III. Evaluation of the mavacamten pipeline.
There are around 70,000 diagnosed oHCM patients in US. For the base case scenario, we assume a 30% penetration and $50,000 annual cost, we get around 1B in peak sale. As mentioned above, we think its expansion to other indications will be hard. If we assume a 10% revenue boost from non-oHCM and other patient population, we get $1.1B peak sale resulting a roughly $2.7B evaluation (2.5 multiplication on the peak sale).
For the purpose of focusing purely on mavacamten, we are not going to discuss Myokardia’s other pipelines in this article.
Base case | Best case | Worst case | ||||
Value ($M) | Price/Share | Value ($M) | Price/Share | Value ($M) | Price/Share | |
mavacamten | 2,700 | 57.94 | 4,000 | 85.84 | 0 | 0 |
MYK-491 | 350 | 7.51 | 350 | 7.51 | 350 | 7.51 |
other assets | 100 | 2.15 | 100 | 2.15 | 100 | 2.15 |
Total | 3,150 | 67.60 | 4,450 | 95.49 | 450.00 | 9.66 |
We get a fair valuation of $68/share under the base case scenario if EXPLORER published its positive topline result. Investors should be aware that had EXPLORER failed its primary endpoint, the stock price could drop as much as 80%.
With the current stock price of $60, we think the market has priced in most of EXPLORER’s success.
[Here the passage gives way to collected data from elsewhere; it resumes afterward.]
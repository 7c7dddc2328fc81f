//! Diagnostic record of one `Planner::plan` invocation, mirroring the
//! reference implementation's `self.last_run` dict so callers (and tests)
//! can inspect every intermediate artifact without re-running the pipeline.

use serde_json::Value;

#[derive(Debug, Clone)]
pub struct FixAttempt {
    pub attempt: u32,
    pub status: String,
    pub input_snippet: String,
    pub output_snippet: Option<String>,
    pub error: Option<String>,
    pub nodes_count: Option<usize>,
    pub edges_count: Option<usize>,
}

#[derive(Debug, Clone, Default)]
pub struct LastRun {
    pub task: String,
    pub optimized_task: Option<String>,
    pub draft_json_raw: Option<String>,
    pub draft_json: Option<String>,
    pub raw_json: Option<String>,
    pub fixed_json: Option<Value>,
    pub stage1_selected_tool_names: Option<Vec<String>>,
    pub stage1_missing_tool_queries: Vec<String>,
    pub stage2_tools: Vec<String>,
    pub stage2_tools_json: Option<String>,
    pub fix_attempts: Vec<FixAttempt>,
    pub error: Option<String>,
    pub error_stage: Option<String>,
}

pub fn truncate_chars(s: &str, max_chars: usize) -> String {
    s.chars().take(max_chars).collect()
}
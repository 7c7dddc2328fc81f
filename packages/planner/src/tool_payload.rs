//! Builds the compact per-tool summaries embedded in the stage-1 prompt,
//! ported from `_build_stage1_tools_payload`.

use serde_json::{json, Value};

use taskforge_retriever::ToolCatalog;

pub fn build_stage1_tools_payload(tools: &ToolCatalog) -> Vec<Value> {
    tools
        .iter()
        .map(|(name, meta)| {
            let properties = meta
                .input_schema
                .get("properties")
                .and_then(|v| v.as_object());
            let required: std::collections::HashSet<&str> = meta
                .input_schema
                .get("required")
                .and_then(|v| v.as_array())
                .map(|items| items.iter().filter_map(|v| v.as_str()).collect())
                .unwrap_or_default();

            let mut properties_summary = Vec::new();
            if let Some(props) = properties {
                for (key, prop) in props {
                    let mut field = serde_json::Map::new();
                    field.insert("name".to_string(), json!(key));
                    if let Some(t) = prop.get("type") {
                        field.insert("type".to_string(), t.clone());
                    }
                    if let Some(d) = prop.get("description") {
                        field.insert("description".to_string(), d.clone());
                    }
                    if let Some(e) = prop.get("enum") {
                        field.insert("enum".to_string(), e.clone());
                    }
                    field.insert("required".to_string(), json!(required.contains(key.as_str())));
                    properties_summary.push(Value::Object(field));
                }
            }

            json!({
                "name": name,
                "description": meta.description,
                "properties": properties_summary,
            })
        })
        .collect()
}

pub fn full_tool_descriptors_json(tools: &ToolCatalog) -> String {
    serde_json::to_string(tools).unwrap_or_else(|_| "{}".to_string())
}

#[cfg(test)]
mod tests {
    use super::*;
    use taskforge_retriever::ToolDescriptor;

    #[test]
    fn builds_per_tool_summary_with_required_flag() {
        let mut catalog = ToolCatalog::new();
        catalog.insert(
            "weather".to_string(),
            ToolDescriptor {
                description: "weather forecast".to_string(),
                input_schema: serde_json::json!({
                    "properties": {"city": {"type": "string"}, "days": {"type": "integer"}},
                    "required": ["city"]
                }),
            },
        );
        let payload = build_stage1_tools_payload(&catalog);
        assert_eq!(payload.len(), 1);
        let props = payload[0]["properties"].as_array().unwrap();
        let city = props.iter().find(|p| p["name"] == "city").unwrap();
        assert_eq!(city["required"], true);
        let days = props.iter().find(|p| p["name"] == "days").unwrap();
        assert_eq!(days["required"], false);
    }
}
The option market exactly tells the same thing, with out of the money (OTM) call options much less expensive (~170% vol) than OTM put option (400%+ vol). Specifically, we saw a large trading volume of $22.5 puts, indicating that some investors are betting on the failure of EXPLORER trial. According to our analysts, we think there is 25% chance it could happen. That said, we think EXPLORER is likely to succeed and it should not push stock price too much.
Investors should be noted that Sanofi opted out the global rights / loyalties of mavacamten and sold it back to Myokardia for a total of $80M in early 2019, even after PIONEER’s success in 2017. Under the terms of their former agreement, Sanofi had its ex-US commercial rights and could receive 5% - 10% royalty from mavacamten’s US revenue. One could argue that Sanofi assessed the net value of mavacamten’s US pipelines to be definitely less than $1.6B based on its decision, which is way less than our baseline estimation of 2.7B.
The anecdotal reason for Sanofi's exit was that Sanofi wanted to get more involved in the US partnership, but the proposal was rejected by Myokardia. It would actually be a reasonable decision, as Sanofi may think, based on the clinical data, a successful launch of mavacamten in US requires Sanofi's strong sales and distribution team. Such level of collaboration would not happen if Sanofi was only getting a single digit loyalty. Apparently, Myokardia's management did not agree with Sanofi on such perspective.
This was by no means a good news to Myokardia. But we think investors should not overly emphasize on Sanofi's exit. All in all, Sanofi had spent around $230M in licensing fees and equity investment since their partnership in 2016. It got $80M cash back and sold its 4.2M shares at roughly $45/share, which summed up to around $270M at the beginning of 2019. Sanofi clearly was not cutting loss in the deal.
Myokardia has around $417M in cash reserve by the end of 2019. It’s burning around $50M per quarter, so its cash can likely sustain towards the end of 2021. However, it is possible that a positive EXPLORER topline data could incentify the company to offer another round of dilution, since it is probably the most important binary event for the company in the following year.
We are shorting the volatility of the stock by shorting the straddle.